Ad integrazione di tale principio ed a fronte dell'esclusione dal diritto all'assistenza sanitaria pubblica degli immigrati clandestini e irregolari, è importante il riferimento alla deontologia medica professionale: il dovere del medico di curare il malato e il rispetto dovuto ad ogni persona umana, con particolare attenzione ai suoi costumi e al suo senso del pudore, integrano il diritto positivo, nella misura in cui giustificano il dovere di assistere anche chi non è regolarmente inserito nel registro sanitario nazionale, date le sue condizioni di fragilità, di vulnerabilità e di bisogno.
Il riferimento alla tutela della salute, sia fisica che mentale, va dunque integrato con il principio terapeutico, che impone l'obbligo di curare colui che si trova in condizioni di malattia indipendentemente dall'appartenenza culturale, e il principio di solidarietà e di sussidiarietà, che prescrive di assistere anche il più debole e bisognoso.
Al livello della relazione dell'operatore sanitario con il paziente, risulta di particolare importanza il principio del rispetto della dignità di ogni uomo nella sua specificità culturale, purché tale specificità culturale non sia in contrasto con i principi di democrazia e di laicità dello Stato, di cui si è trattato in precedenza, e con l'esigenza bioetica fondamentale di tutelare l'integrità psico-fisica dell'individuo nel rispetto della salute ed ai fini della sua promozione.
Per tale motivo ad avviso del Comitato Nazionale per la Bioetica le richieste, e in particolare quelle rivolte al servizio sanitario, di procedere a mutilazioni o lesioni del corpo umano, con finalità non terapeutiche, ma rituali e/o religiose, non dovrebbero essere accolte.
Per dare concretezza ai principi sopra indicati è importante la formazione del personale sanitario e dei servizi sociali, che includa la conoscenza linguistica e medica delle patologie principali dei paesi di origine, dell'impatto ambientale e delle pratiche attuabili nel contesto giuridico vigente, oltre che quelle delle stesse concezioni della vita e della morte, della salute e della malattia.
Non meno importante sarà, per coloro che si dedicano alla promozione dell'integrazione e dell'accoglienza, sia pur temporanea, di un gruppo etnico immigrato in una società e quindi in una cultura ospite, la conoscenza dei valori, delle credenze e del rapporto con la fede proprio degli immigrati rispetto alla popolazione ospitante.
Si tratta di promuovere una coscienza bioetica orientata alla comprensione di culture diverse, preparando il personale sanitario ad una cultura dell'accoglienza e della solidarietà nella prospettiva di una medicina transculturale e nella necessaria osservanza della deontologia e della legge.
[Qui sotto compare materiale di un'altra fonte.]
use clap::Parser;
use std::path::PathBuf;

/// Synchronize a set of remote files into a local directory, verifying each
/// against an MD5 checksum manifest and resuming interrupted downloads.
#[derive(Parser, Debug)]
#[command(version, about)]
pub struct Args {
    /// Path to the URL list, one download URL per line.
    pub urls: PathBuf,

    /// Path to the checksum manifest, one "<md5>  <filename>" line per file.
    pub checksums: PathBuf,

    /// Directory the files are synchronized into.
    #[arg(short, long, default_value = ".")]
    pub target_dir: PathBuf,

    /// Number of retries for a transient network error on a single request.
    #[arg(long)]
    pub retry: Option<u32>,

    /// Seconds to wait between retries (can be fractional).
    #[arg(long)]
    pub waitretry: Option<f64>,

    /// Custom User-Agent sent with every request.
    #[arg(long)]
    pub user_agent: Option<String>,

    /// Proxy URL used for all requests.
    #[arg(long)]
    pub proxy: Option<String>,

    /// Explicit config file path. Defaults to bulksync.toml inside the
    /// target directory, if present.
    #[arg(long)]
    pub config: Option<PathBuf>,
}

#[cfg(test)]
mod tests {
    use super::*;

    #[test]
    fn positional_files_and_defaults() {
        let args = Args::parse_from(["bulksync", "urls.txt", "sums.md5"]);
        assert_eq!(args.urls, PathBuf::from("urls.txt"));
        assert_eq!(args.checksums, PathBuf::from("sums.md5"));
        assert_eq!(args.target_dir, PathBuf::from("."));
        assert!(args.retry.is_none());
        assert!(args.config.is_none());
    }

    #[test]
    fn flags_override_defaults() {
        let args = Args::parse_from([
            "bulksync",
            "urls.txt",
            "sums.md5",
            "--target-dir",
            "/data",
            "--retry",
            "7",
            "--waitretry",
            "0.5",
            "--proxy",
            "http://localhost:3128",
        ]);
        assert_eq!(args.target_dir, PathBuf::from("/data"));
        assert_eq!(args.retry, Some(7));
        assert_eq!(args.waitretry, Some(0.5));
        assert_eq!(args.proxy.as_deref(), Some("http://localhost:3128"));
    }

    #[test]
    fn missing_positionals_are_an_error() {
        assert!(Args::try_parse_from(["bulksync", "urls.txt"]).is_err());
    }
}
Anche in questo ambito può essere importante il ruolo dei c.d. "mediatori culturali".
Bisogna attivare una formazione il cui obiettivo sia comprendere che l'essere stranieri o immigrati non indica estraneità da emarginare, ma semmai alterità le cui ragioni vanno comprese, e non solo accettate come mero dato di fatto immodificabile: la comprensione di tali ragioni consentirebbe di entrare in una relazione dinamica meta-culturale in cui il reciproco arricchimento, oltre che costituire un modello all'interno della stessa comunità ospitante, finirebbe con l'accelerare quel processo di graduale, convinta assimilazione che, lungi dall'essere una manifestazione colonialista, costituisce l'unica speranza per una reale e pacifica convivenza.